Data for this task:
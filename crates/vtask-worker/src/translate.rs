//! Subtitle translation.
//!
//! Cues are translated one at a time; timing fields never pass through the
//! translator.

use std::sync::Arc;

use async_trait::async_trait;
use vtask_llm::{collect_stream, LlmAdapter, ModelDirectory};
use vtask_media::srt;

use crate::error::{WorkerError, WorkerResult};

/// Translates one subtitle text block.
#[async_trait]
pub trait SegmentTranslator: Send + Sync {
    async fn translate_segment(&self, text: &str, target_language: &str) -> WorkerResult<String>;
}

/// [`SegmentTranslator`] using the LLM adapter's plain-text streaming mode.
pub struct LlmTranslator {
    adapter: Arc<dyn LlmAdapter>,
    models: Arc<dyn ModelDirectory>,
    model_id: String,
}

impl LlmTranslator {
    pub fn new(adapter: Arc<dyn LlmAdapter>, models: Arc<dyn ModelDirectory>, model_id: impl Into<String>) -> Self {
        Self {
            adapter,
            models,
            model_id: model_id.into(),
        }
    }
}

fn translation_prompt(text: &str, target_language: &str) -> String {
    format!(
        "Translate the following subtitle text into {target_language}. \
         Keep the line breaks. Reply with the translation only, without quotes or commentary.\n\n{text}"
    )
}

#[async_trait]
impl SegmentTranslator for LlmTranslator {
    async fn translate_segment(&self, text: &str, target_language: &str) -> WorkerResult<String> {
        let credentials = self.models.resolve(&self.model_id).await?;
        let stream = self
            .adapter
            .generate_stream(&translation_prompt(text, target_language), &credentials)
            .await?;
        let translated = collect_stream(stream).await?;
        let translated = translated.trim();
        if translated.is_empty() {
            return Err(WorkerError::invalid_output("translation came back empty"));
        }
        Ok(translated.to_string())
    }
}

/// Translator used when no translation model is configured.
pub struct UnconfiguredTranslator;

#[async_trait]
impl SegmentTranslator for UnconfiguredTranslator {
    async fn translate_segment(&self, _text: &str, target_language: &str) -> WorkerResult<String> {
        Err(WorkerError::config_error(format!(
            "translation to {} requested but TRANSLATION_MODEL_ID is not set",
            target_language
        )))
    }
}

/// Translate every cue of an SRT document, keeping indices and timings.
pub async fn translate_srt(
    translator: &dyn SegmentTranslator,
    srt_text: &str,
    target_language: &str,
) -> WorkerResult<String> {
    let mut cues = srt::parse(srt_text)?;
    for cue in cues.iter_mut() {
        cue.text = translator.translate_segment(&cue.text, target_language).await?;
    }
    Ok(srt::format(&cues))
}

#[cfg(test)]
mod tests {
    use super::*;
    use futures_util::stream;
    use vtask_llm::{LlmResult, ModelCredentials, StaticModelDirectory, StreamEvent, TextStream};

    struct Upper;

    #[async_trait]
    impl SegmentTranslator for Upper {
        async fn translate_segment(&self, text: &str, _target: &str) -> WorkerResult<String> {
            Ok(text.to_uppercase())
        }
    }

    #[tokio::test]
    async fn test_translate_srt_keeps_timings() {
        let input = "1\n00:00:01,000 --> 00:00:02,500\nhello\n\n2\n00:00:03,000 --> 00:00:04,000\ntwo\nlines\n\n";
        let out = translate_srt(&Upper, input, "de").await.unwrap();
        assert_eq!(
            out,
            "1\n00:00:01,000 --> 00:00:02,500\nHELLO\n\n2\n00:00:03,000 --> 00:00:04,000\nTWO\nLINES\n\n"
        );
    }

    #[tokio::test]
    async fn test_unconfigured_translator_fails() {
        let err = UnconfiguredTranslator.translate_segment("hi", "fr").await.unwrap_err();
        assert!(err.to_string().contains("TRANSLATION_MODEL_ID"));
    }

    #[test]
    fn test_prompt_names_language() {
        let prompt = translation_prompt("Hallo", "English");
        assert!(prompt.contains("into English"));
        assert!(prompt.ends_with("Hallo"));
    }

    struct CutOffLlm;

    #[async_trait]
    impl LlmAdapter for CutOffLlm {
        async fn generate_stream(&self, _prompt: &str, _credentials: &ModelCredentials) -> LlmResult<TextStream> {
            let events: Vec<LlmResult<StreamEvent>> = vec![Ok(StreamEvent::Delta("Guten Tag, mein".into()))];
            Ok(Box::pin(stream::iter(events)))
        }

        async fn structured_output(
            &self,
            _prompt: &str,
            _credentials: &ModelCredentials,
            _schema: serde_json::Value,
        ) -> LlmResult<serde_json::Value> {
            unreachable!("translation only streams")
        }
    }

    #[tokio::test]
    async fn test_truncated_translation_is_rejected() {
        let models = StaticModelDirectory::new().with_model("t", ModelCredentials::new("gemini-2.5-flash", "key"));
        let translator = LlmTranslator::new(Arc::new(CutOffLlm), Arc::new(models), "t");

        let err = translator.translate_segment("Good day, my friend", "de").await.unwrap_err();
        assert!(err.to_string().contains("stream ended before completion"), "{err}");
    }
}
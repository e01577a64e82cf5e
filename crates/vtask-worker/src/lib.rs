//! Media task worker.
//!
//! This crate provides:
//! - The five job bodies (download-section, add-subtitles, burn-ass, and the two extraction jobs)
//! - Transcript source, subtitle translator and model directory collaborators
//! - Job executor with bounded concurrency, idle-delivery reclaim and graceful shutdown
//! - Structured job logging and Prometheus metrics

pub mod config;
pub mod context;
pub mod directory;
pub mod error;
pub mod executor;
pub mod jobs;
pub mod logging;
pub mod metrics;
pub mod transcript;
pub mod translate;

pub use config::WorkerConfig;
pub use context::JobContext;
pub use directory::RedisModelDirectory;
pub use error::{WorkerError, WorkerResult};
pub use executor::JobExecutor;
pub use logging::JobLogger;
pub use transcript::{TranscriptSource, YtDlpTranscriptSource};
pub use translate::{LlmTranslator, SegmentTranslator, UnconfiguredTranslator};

Work to complete: Copy out every line in the records where the word "format" is found.

Output of the exercise:
    format!(
        Err(WorkerError::config_error(format!(
    Ok(srt::format(&cues))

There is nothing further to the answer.